● **Activity**
What is needed is each line of the data below that holds the string "ExposeSecret".

● **Material provided**
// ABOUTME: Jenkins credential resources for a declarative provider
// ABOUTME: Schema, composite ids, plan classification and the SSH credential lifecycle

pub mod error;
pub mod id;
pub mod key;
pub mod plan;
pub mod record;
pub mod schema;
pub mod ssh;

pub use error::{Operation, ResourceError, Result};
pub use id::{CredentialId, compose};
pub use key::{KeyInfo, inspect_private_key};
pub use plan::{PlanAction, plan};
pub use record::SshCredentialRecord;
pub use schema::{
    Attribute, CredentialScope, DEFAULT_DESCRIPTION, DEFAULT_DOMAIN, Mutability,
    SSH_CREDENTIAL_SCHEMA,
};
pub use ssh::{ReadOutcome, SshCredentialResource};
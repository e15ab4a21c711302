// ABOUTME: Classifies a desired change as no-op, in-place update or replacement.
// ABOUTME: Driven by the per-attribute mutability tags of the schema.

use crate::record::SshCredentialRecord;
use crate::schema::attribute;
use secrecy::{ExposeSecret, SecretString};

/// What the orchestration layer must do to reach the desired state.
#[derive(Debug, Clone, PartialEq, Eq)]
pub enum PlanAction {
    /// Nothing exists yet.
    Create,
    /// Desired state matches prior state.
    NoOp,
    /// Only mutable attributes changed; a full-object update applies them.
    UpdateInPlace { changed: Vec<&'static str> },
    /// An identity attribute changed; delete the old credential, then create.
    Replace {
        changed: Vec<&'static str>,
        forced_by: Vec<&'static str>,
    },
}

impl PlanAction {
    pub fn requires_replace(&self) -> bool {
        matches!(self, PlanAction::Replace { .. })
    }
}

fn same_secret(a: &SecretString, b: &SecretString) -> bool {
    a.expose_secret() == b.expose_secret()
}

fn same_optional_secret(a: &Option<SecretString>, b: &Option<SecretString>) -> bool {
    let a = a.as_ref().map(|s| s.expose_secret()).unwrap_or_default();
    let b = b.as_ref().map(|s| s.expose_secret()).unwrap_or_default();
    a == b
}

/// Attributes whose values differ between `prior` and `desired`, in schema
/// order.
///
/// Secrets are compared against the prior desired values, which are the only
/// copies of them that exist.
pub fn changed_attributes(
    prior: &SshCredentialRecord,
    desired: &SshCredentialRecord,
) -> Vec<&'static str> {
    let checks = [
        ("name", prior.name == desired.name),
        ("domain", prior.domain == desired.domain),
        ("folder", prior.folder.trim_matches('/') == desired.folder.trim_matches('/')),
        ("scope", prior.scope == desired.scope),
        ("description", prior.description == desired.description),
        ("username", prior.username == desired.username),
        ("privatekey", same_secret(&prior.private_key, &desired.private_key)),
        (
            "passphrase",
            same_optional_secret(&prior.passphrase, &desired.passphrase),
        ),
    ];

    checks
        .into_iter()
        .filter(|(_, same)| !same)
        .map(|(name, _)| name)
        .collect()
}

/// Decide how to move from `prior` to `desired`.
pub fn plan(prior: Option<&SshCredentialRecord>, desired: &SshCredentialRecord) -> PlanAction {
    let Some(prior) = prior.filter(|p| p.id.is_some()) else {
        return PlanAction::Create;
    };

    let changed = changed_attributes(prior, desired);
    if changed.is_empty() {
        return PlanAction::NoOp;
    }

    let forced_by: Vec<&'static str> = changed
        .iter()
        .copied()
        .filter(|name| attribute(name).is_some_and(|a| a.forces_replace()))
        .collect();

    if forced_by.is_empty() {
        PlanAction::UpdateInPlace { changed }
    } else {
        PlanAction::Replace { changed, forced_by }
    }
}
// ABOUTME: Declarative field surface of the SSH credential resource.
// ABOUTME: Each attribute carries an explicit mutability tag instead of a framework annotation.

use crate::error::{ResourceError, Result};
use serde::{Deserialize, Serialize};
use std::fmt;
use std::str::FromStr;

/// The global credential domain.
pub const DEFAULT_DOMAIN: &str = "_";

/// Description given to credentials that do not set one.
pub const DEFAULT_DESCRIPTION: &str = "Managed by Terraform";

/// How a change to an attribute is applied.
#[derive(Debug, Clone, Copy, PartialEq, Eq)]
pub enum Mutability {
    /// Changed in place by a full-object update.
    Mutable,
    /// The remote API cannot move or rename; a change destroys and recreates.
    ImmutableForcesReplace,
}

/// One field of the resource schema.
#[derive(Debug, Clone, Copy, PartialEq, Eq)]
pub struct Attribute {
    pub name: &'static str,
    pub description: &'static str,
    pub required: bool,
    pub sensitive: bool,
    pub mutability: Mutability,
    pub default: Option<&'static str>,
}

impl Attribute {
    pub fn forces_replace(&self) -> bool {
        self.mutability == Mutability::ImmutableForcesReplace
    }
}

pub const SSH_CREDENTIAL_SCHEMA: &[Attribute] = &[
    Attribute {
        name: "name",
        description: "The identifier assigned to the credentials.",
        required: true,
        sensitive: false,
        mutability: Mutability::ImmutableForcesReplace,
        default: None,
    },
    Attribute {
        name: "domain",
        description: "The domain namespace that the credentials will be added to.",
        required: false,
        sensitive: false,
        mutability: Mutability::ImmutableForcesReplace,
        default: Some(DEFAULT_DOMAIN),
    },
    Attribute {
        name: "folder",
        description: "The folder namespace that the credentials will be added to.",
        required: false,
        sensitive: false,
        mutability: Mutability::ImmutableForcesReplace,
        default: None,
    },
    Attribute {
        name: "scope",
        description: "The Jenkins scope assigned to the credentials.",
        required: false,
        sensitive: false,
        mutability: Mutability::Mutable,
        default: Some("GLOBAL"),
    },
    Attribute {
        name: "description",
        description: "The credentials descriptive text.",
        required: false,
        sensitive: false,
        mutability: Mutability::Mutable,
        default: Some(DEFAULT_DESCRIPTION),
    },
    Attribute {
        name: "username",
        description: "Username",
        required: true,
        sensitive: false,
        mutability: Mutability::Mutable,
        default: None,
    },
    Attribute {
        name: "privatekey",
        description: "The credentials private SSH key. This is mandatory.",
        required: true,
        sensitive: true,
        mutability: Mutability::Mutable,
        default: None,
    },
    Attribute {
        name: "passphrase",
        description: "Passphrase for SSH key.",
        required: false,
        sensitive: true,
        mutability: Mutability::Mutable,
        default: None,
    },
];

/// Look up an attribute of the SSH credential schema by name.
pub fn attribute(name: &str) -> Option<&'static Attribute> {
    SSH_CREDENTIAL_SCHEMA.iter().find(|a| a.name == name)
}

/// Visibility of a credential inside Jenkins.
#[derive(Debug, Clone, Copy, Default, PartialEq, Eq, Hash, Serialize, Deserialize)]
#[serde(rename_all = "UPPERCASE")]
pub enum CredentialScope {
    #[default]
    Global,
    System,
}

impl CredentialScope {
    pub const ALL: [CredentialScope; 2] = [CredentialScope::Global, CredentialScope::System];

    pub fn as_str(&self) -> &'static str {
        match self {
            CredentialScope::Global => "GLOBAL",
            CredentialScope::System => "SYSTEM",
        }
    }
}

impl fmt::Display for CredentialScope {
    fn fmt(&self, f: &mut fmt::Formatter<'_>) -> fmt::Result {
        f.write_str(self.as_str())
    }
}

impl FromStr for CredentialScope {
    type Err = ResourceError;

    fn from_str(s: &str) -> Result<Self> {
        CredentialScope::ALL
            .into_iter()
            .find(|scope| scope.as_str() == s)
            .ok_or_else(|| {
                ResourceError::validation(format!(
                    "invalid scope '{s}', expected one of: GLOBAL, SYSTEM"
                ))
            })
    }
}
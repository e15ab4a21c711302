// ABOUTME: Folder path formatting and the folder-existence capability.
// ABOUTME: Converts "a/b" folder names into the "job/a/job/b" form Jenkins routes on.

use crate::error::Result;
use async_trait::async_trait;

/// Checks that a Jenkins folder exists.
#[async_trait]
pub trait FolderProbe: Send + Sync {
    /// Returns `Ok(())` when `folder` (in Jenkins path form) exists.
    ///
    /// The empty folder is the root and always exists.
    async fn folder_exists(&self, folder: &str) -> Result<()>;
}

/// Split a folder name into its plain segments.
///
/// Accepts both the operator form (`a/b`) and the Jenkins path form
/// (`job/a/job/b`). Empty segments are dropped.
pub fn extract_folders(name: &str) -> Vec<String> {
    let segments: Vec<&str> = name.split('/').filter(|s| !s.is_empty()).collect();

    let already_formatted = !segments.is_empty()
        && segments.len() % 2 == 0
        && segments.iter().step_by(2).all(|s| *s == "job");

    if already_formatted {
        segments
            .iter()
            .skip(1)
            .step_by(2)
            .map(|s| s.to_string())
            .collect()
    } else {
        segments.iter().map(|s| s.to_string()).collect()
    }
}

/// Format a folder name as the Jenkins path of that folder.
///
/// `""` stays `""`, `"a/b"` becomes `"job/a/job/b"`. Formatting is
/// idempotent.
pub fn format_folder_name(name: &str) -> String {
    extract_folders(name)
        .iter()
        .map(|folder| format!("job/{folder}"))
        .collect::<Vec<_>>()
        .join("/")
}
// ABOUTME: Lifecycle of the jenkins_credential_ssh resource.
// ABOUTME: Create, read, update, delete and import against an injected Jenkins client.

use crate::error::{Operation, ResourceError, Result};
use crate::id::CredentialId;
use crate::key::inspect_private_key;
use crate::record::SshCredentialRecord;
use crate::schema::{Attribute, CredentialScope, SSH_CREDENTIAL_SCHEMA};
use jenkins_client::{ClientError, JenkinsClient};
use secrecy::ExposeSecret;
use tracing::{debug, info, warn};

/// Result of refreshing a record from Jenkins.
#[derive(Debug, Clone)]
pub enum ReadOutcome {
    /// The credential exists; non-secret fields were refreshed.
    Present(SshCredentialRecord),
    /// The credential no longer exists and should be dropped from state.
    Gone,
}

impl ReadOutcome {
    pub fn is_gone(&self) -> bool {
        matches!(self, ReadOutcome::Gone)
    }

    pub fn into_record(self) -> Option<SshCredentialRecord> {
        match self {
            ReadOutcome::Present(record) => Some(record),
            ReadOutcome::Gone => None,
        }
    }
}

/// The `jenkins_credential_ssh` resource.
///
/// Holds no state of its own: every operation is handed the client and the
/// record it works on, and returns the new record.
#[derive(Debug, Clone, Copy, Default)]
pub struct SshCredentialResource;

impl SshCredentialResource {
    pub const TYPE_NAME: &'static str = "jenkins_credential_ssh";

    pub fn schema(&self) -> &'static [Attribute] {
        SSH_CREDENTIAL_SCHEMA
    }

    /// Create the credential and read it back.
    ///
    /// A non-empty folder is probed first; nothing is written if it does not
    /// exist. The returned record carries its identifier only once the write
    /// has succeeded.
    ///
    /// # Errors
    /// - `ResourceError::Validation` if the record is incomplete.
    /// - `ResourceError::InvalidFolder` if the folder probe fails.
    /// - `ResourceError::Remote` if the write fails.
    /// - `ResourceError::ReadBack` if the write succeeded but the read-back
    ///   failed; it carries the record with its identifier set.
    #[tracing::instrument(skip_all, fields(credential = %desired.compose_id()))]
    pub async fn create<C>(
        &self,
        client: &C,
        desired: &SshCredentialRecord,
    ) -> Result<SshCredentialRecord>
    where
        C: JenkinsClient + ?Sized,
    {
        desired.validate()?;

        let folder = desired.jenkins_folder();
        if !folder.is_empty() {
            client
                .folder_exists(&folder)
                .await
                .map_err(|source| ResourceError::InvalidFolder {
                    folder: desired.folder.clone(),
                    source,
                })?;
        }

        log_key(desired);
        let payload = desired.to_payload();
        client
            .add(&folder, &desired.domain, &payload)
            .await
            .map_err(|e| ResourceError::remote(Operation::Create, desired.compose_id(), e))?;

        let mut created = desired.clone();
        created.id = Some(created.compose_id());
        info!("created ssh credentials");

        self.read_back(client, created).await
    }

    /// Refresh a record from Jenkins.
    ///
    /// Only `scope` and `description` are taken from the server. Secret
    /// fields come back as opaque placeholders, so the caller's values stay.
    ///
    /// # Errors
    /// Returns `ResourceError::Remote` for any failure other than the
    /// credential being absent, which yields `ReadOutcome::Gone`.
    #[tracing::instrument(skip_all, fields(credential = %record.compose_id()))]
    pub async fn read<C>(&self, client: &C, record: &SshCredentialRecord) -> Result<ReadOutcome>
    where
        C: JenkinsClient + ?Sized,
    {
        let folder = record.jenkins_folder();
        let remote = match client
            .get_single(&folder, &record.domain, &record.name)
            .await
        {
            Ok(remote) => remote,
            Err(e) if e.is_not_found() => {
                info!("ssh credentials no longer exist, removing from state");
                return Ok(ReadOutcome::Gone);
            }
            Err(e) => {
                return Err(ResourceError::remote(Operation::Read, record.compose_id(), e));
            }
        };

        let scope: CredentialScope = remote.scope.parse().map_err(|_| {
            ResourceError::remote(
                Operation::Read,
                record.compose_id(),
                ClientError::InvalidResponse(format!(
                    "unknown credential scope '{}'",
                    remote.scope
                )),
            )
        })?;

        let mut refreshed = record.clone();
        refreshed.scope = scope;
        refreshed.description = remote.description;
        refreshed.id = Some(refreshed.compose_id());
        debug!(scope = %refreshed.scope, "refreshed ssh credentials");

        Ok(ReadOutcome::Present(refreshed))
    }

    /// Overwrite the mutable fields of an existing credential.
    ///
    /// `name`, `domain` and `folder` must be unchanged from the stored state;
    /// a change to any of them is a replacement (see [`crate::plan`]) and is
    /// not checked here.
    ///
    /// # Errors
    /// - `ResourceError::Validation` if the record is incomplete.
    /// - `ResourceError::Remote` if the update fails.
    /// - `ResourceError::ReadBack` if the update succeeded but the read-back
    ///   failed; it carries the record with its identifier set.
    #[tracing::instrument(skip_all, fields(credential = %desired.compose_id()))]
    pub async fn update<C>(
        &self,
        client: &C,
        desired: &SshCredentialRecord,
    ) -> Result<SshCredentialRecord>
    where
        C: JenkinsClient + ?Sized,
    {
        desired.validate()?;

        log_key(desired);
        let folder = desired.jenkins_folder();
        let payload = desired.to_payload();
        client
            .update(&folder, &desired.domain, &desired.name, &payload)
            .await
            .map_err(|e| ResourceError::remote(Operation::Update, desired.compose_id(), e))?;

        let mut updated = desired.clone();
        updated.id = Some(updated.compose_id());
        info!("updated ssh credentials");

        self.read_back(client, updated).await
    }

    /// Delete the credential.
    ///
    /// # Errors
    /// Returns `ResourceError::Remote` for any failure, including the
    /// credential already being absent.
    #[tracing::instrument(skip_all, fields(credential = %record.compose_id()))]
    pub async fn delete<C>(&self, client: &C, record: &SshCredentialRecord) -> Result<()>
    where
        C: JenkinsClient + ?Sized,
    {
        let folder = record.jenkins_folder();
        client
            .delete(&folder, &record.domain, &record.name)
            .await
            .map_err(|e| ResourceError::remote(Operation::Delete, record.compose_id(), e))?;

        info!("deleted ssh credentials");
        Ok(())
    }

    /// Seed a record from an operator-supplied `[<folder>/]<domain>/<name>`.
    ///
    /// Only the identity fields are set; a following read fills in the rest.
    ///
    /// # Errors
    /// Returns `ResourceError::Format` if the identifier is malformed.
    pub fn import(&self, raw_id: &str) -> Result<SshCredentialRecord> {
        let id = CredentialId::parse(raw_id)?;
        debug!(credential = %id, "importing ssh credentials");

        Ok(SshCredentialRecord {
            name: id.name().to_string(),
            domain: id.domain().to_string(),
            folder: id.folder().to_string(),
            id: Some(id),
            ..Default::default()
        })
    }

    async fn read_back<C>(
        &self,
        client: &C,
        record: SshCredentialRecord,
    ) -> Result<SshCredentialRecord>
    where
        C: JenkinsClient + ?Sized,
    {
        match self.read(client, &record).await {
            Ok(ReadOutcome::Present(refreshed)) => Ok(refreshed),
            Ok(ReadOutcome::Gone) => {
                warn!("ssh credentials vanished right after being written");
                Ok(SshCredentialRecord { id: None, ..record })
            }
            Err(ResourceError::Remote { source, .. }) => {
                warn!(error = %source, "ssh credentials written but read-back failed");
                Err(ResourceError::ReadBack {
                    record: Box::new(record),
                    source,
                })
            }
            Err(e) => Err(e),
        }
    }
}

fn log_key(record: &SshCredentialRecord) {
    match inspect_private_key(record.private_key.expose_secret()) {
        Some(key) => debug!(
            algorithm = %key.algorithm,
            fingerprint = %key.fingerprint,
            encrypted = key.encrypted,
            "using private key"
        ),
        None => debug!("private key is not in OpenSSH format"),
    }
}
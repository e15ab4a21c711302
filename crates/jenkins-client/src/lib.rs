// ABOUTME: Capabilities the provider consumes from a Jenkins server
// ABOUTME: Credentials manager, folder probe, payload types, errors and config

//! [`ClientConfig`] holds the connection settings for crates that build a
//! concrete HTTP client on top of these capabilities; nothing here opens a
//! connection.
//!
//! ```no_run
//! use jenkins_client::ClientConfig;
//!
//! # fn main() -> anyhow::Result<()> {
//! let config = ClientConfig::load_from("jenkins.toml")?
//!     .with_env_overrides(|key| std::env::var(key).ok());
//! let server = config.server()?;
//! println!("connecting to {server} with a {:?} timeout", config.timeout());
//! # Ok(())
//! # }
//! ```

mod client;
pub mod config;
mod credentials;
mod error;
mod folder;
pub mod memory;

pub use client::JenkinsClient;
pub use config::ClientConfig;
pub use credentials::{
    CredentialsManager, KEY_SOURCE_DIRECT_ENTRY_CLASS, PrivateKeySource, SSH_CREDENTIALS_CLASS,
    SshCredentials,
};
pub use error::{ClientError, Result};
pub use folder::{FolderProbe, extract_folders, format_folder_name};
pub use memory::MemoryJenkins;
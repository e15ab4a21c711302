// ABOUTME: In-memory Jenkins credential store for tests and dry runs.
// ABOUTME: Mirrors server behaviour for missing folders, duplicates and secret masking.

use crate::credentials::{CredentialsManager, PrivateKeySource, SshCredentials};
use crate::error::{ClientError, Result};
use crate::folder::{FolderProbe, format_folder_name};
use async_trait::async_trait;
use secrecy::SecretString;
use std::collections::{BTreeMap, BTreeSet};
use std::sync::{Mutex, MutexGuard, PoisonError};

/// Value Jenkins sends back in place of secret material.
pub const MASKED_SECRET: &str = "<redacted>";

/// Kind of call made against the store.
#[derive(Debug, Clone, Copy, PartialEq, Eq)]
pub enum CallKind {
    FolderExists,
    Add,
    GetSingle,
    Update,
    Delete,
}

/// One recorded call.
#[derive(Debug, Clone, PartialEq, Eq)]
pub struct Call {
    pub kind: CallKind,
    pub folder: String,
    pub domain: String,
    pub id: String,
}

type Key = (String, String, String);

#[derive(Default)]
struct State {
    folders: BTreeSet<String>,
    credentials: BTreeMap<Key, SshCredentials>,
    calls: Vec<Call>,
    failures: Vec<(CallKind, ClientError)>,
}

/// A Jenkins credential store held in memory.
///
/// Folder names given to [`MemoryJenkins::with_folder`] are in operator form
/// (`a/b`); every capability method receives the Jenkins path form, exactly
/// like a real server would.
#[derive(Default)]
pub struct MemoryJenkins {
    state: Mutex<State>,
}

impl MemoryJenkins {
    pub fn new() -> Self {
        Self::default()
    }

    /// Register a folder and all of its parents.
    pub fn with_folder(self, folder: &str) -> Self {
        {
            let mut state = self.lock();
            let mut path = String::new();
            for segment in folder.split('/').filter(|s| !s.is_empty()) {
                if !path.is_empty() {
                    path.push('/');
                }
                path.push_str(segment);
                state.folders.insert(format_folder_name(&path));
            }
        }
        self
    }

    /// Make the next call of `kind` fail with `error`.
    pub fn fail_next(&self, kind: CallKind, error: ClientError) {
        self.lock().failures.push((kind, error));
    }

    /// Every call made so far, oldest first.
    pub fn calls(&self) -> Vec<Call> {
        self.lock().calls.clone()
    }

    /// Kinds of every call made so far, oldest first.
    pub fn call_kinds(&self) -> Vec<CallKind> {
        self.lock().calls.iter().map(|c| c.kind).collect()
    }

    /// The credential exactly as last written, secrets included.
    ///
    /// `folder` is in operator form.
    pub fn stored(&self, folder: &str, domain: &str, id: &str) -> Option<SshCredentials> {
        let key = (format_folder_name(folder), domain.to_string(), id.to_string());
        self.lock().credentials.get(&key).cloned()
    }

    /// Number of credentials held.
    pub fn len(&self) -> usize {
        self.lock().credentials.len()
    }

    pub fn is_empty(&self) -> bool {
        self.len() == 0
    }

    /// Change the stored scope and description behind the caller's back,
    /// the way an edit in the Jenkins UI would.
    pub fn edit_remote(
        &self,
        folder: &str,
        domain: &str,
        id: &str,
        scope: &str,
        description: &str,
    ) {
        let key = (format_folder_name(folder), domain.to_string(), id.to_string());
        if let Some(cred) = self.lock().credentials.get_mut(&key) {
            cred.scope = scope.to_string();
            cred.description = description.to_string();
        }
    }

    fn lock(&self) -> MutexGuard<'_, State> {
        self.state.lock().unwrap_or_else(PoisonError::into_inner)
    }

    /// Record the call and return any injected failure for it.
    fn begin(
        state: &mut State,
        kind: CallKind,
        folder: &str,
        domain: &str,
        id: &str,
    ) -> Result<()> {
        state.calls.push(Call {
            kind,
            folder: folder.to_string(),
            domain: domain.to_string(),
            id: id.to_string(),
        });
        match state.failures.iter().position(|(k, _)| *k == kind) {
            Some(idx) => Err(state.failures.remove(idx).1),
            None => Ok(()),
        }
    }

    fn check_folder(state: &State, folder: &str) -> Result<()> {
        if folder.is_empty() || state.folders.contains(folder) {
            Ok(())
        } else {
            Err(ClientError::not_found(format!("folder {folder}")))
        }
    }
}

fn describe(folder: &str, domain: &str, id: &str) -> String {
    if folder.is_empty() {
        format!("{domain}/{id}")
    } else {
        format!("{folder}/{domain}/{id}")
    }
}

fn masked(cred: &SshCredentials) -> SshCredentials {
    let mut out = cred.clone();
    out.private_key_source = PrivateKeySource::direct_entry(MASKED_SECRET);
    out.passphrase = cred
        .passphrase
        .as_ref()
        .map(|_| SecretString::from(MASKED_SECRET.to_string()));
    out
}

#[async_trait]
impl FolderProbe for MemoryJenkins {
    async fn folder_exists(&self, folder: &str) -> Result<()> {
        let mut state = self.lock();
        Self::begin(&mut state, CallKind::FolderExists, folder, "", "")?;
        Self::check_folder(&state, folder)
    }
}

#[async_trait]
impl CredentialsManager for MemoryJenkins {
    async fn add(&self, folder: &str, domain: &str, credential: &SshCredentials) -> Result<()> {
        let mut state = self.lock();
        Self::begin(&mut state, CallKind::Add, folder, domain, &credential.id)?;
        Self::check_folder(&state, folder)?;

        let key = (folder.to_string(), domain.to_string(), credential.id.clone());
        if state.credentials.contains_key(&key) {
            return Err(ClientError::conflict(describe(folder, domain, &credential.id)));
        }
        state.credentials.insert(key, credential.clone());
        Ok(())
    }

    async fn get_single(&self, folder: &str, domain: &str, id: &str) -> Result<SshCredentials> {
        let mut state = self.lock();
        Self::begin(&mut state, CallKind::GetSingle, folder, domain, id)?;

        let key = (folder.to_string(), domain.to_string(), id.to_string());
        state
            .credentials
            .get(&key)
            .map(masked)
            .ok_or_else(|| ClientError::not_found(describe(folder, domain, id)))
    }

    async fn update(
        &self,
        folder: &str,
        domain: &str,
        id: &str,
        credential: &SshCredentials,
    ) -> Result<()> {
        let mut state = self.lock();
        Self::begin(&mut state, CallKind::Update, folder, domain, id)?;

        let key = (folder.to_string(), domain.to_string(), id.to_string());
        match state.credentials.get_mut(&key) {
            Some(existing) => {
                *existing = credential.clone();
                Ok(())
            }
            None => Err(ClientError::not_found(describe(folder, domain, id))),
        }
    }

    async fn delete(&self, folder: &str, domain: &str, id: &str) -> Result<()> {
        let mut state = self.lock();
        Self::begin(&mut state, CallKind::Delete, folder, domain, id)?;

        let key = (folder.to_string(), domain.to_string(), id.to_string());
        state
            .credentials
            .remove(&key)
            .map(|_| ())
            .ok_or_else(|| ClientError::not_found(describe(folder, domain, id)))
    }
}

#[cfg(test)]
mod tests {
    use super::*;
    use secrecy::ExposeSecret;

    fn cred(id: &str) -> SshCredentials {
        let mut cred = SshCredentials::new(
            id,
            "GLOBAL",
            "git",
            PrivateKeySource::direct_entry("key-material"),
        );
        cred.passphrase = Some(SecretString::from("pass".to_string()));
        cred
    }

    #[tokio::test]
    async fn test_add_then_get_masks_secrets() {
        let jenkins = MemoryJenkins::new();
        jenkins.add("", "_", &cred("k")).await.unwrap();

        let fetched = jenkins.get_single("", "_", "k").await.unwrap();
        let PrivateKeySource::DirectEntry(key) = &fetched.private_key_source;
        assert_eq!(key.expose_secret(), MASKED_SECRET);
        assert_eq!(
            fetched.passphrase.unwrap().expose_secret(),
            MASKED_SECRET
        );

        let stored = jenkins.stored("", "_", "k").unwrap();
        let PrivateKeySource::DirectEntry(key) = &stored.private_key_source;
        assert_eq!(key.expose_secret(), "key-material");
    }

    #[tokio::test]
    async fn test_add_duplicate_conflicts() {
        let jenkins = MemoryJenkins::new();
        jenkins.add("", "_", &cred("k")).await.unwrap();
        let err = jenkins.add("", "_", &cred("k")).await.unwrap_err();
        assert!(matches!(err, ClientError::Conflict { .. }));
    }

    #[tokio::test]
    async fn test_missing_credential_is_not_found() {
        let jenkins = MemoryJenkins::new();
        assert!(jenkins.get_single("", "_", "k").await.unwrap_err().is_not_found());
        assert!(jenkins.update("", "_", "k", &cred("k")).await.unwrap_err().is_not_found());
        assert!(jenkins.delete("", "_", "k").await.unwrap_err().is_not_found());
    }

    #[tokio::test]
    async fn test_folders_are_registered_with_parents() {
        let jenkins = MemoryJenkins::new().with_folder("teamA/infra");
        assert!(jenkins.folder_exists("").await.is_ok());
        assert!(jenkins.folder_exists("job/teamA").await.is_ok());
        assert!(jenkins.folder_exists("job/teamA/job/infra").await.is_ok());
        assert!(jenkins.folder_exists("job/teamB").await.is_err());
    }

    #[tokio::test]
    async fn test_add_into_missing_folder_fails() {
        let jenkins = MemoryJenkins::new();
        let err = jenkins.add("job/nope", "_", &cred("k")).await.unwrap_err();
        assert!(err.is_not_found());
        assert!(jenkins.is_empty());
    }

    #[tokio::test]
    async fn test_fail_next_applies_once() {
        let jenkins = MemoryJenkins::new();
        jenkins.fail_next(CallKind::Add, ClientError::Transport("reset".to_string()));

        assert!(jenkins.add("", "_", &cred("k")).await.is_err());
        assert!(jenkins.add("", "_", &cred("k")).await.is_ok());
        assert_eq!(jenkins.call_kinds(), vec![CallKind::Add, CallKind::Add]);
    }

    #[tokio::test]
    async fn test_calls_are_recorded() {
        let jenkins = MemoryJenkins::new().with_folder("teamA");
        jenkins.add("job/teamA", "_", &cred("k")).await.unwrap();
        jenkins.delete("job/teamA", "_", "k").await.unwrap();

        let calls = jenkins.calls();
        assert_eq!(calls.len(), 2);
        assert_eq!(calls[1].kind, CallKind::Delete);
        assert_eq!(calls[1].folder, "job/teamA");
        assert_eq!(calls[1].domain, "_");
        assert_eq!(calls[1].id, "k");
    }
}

● **Task result**
use secrecy::{ExposeSecret, SecretString};
use secrecy::ExposeSecret;
    use secrecy::ExposeSecret;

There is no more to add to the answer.